TASK BRIEF
Each record below should be written out again exactly.

DATA TO USE
use std::collections::HashSet;

use crate::ast::{NodeId, NodeRef, Tree};
use crate::error::ParseError;

/// First node in pre-order whose id matches, with its parent (`None` for the
/// root).
pub fn search_by_id(tree: &Tree, id: NodeId) -> Option<(NodeRef, Option<NodeRef>)> {
    find(tree, |node| tree.node(node).id == id)
}

/// First node in pre-order whose `uid` attribute matches. An empty uid never
/// matches.
pub fn search_by_uid(tree: &Tree, uid: &str) -> Option<(NodeRef, Option<NodeRef>)> {
    if uid.is_empty() {
        return None;
    }
    find(tree, |node| tree.node(node).attrs.uid == uid)
}

fn find(
    tree: &Tree,
    mut matches: impl FnMut(NodeRef) -> bool,
) -> Option<(NodeRef, Option<NodeRef>)> {
    tree.preorder()
        .find(|node| matches(*node))
        .map(|node| (node, tree.parent(node)))
}

/// Fails on the first uid carried by more than one node.
pub fn ensure_unique_uids(tree: &Tree) -> Result<(), ParseError> {
    let mut seen = HashSet::new();
    for node in tree.preorder() {
        let uid = tree.node(node).attrs.uid.as_str();
        if !uid.is_empty() && !seen.insert(uid) {
            return Err(ParseError::DuplicateUid {
                uid: uid.to_string(),
            });
        }
    }
    Ok(())
}

#[cfg(test)]
mod tests {
    use super::*;
    use crate::ast::{AttrValue, Node, NodeKind};

    fn with_uid(kind: NodeKind, uid: &str) -> Node {
        let mut node = Node::new(kind);
        node.attrs.set("uid", AttrValue::Str(uid.to_string()));
        node
    }

    #[test]
    fn finds_nodes_with_their_parents() {
        let mut tree = Tree::new();
        let root = tree.root();
        let section = tree.append(root, with_uid(NodeKind::Section, "s"));
        let text = tree.append(section, with_uid(NodeKind::Text, "t"));

        assert_eq!(search_by_uid(&tree, "t"), Some((text, Some(section))));
        assert_eq!(search_by_uid(&tree, "s"), Some((section, Some(root))));
        let root_id = tree.node(root).id;
        assert_eq!(search_by_id(&tree, root_id), Some((root, None)));
        assert_eq!(search_by_uid(&tree, "missing"), None);
        assert_eq!(search_by_uid(&tree, ""), None);
    }

    #[test]
    fn first_duplicate_in_preorder_wins() {
        let mut tree = Tree::new();
        let root = tree.root();
        let section = tree.append(root, Node::new(NodeKind::Section));
        let nested = tree.append(section, with_uid(NodeKind::Text, "dup"));
        tree.append(root, with_uid(NodeKind::Text, "dup"));

        assert_eq!(search_by_uid(&tree, "dup"), Some((nested, Some(section))));
        assert_eq!(
            ensure_unique_uids(&tree),
            Err(ParseError::DuplicateUid {
                uid: "dup".to_string()
            })
        );
    }
}
use std::borrow::Cow;

/// Escapes `& < > " '` for use in element content and quoted attributes.
pub(crate) fn escape_html(text: &str) -> Cow<'_, str> {
    html_escape::encode_quoted_attribute(text)
}

pub(crate) fn decode_html(text: &str) -> Cow<'_, str> {
    html_escape::decode_html_entities(text)
}

/// Turns `\{` and `\}` back into bare braces.
pub(crate) fn unescape_braces(text: &str) -> String {
    let mut out = String::with_capacity(text.len());
    let mut chars = text.chars().peekable();
    while let Some(ch) = chars.next() {
        if ch == '\\' {
            if let Some(&next) = chars.peek() {
                if next == '{' || next == '}' {
                    out.push(next);
                    chars.next();
                    continue;
                }
            }
        }
        out.push(ch);
    }
    out
}

/// Escapes braces so `text` can be embedded as a command argument.
pub(crate) fn escape_braces(text: &str) -> String {
    let mut out = String::with_capacity(text.len());
    for ch in text.chars() {
        if ch == '{' || ch == '}' {
            out.push('\\');
        }
        out.push(ch);
    }
    out
}

/// Drops one enclosing `[...]` pair and the whitespace inside it.
pub(crate) fn strip_enclosing_brackets(text: &str) -> &str {
    match text.strip_prefix('[').and_then(|rest| rest.strip_suffix(']')) {
        Some(inner) => inner.trim(),
        None => text,
    }
}

#[cfg(test)]
mod tests {
    use super::*;

    #[test]
    fn escape_keeps_command_syntax() {
        let escaped = escape_html("a < b & \\bold{\"x\"}");
        assert_eq!(escaped, "a &lt; b &amp; \\bold{&quot;x&quot;}");
    }

    #[test]
    fn braces_round_trip() {
        let escaped = escape_braces("f(x) { y }");
        assert_eq!(escaped, "f(x) \\{ y \\}");
        assert_eq!(unescape_braces(&escaped), "f(x) { y }");
        assert_eq!(unescape_braces("a \\ b \\"), "a \\ b \\");
    }

    #[test]
    fn only_a_full_bracket_pair_is_stripped() {
        assert_eq!(strip_enclosing_brackets("[ print(1) ]"), "print(1)");
        assert_eq!(strip_enclosing_brackets("print(1)"), "print(1)");
        assert_eq!(strip_enclosing_brackets("[a] b"), "[a] b");
        assert_eq!(strip_enclosing_brackets("[[x]]"), "[x]");
    }
}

RESULT
use std::collections::HashSet;

use crate::ast::{NodeId, NodeRef, Tree};
use crate::error::ParseError;

/// First node in pre-order whose id matches, with its parent (`None` for the
/// root).
pub fn search_by_id(tree: &Tree, id: NodeId) -> Option<(NodeRef, Option<NodeRef>)> {
    find(tree, |node| tree.node(node).id == id)
}

/// First node in pre-order whose `uid` attribute matches. An empty uid never
/// matches.
pub fn search_by_uid(tree: &Tree, uid: &str) -> Option<(NodeRef, Option<NodeRef>)> {
    if uid.is_empty() {
        return None;
    }
    find(tree, |node| tree.node(node).attrs.uid == uid)
}

fn find(
    tree: &Tree,
    mut matches: impl FnMut(NodeRef) -> bool,
) -> Option<(NodeRef, Option<NodeRef>)> {
    tree.preorder()
        .find(|node| matches(*node))
        .map(|node| (node, tree.parent(node)))
}

/// Fails on the first uid carried by more than one node.
pub fn ensure_unique_uids(tree: &Tree) -> Result<(), ParseError> {
    let mut seen = HashSet::new();
    for node in tree.preorder() {
        let uid = tree.node(node).attrs.uid.as_str();
        if !uid.is_empty() && !seen.insert(uid) {
            return Err(ParseError::DuplicateUid {
                uid: uid.to_string(),
            });
        }
    }
    Ok(())
}

#[cfg(test)]
mod tests {
    use super::*;
    use crate::ast::{AttrValue, Node, NodeKind};

    fn with_uid(kind: NodeKind, uid: &str) -> Node {
        let mut node = Node::new(kind);
        node.attrs.set("uid", AttrValue::Str(uid.to_string()));
        node
    }

    #[test]
    fn finds_nodes_with_their_parents() {
        let mut tree = Tree::new();
        let root = tree.root();
        let section = tree.append(root, with_uid(NodeKind::Section, "s"));
        let text = tree.append(section, with_uid(NodeKind::Text, "t"));

        assert_eq!(search_by_uid(&tree, "t"), Some((text, Some(section))));
        assert_eq!(search_by_uid(&tree, "s"), Some((section, Some(root))));
        let root_id = tree.node(root).id;
        assert_eq!(search_by_id(&tree, root_id), Some((root, None)));
        assert_eq!(search_by_uid(&tree, "missing"), None);
        assert_eq!(search_by_uid(&tree, ""), None);
    }

    #[test]
    fn first_duplicate_in_preorder_wins() {
        let mut tree = Tree::new();
        let root = tree.root();
        let section = tree.append(root, Node::new(NodeKind::Section));
        let nested = tree.append(section, with_uid(NodeKind::Text, "dup"));
        tree.append(root, with_uid(NodeKind::Text, "dup"));

        assert_eq!(search_by_uid(&tree, "dup"), Some((nested, Some(section))));
        assert_eq!(
            ensure_unique_uids(&tree),
            Err(ParseError::DuplicateUid {
                uid: "dup".to_string()
            })
        );
    }
}
use std::borrow::Cow;

/// Escapes `& < > " '` for use in element content and quoted attributes.
pub(crate) fn escape_html(text: &str) -> Cow<'_, str> {
    html_escape::encode_quoted_attribute(text)
}

pub(crate) fn decode_html(text: &str) -> Cow<'_, str> {
    html_escape::decode_html_entities(text)
}

/// Turns `\{` and `\}` back into bare braces.
pub(crate) fn unescape_braces(text: &str) -> String {
    let mut out = String::with_capacity(text.len());
    let mut chars = text.chars().peekable();
    while let Some(ch) = chars.next() {
        if ch == '\\' {
            if let Some(&next) = chars.peek() {
                if next == '{' || next == '}' {
                    out.push(next);
                    chars.next();
                    continue;
                }
            }
        }
        out.push(ch);
    }
    out
}

/// Escapes braces so `text` can be embedded as a command argument.
pub(crate) fn escape_braces(text: &str) -> String {
    let mut out = String::with_capacity(text.len());
    for ch in text.chars() {
        if ch == '{' || ch == '}' {
            out.push('\\');
        }
        out.push(ch);
    }
    out
}

/// Drops one enclosing `[...]` pair and the whitespace inside it.
pub(crate) fn strip_enclosing_brackets(text: &str) -> &str {
    match text.strip_prefix('[').and_then(|rest| rest.strip_suffix(']')) {
        Some(inner) => inner.trim(),
        None => text,
    }
}

#[cfg(test)]
mod tests {
    use super::*;

    #[test]
    fn escape_keeps_command_syntax() {
        let escaped = escape_html("a < b & \\bold{\"x\"}");
        assert_eq!(escaped, "a &lt; b &amp; \\bold{&quot;x&quot;}");
    }

    #[test]
    fn braces_round_trip() {
        let escaped = escape_braces("f(x) { y }");
        assert_eq!(escaped, "f(x) \\{ y \\}");
        assert_eq!(unescape_braces(&escaped), "f(x) { y }");
        assert_eq!(unescape_braces("a \\ b \\"), "a \\ b \\");
    }

    #[test]
    fn only_a_full_bracket_pair_is_stripped() {
        assert_eq!(strip_enclosing_brackets("[ print(1) ]"), "print(1)");
        assert_eq!(strip_enclosing_brackets("print(1)"), "print(1)");
        assert_eq!(strip_enclosing_brackets("[a] b"), "[a] b");
        assert_eq!(strip_enclosing_brackets("[[x]]"), "[x]");
    }
}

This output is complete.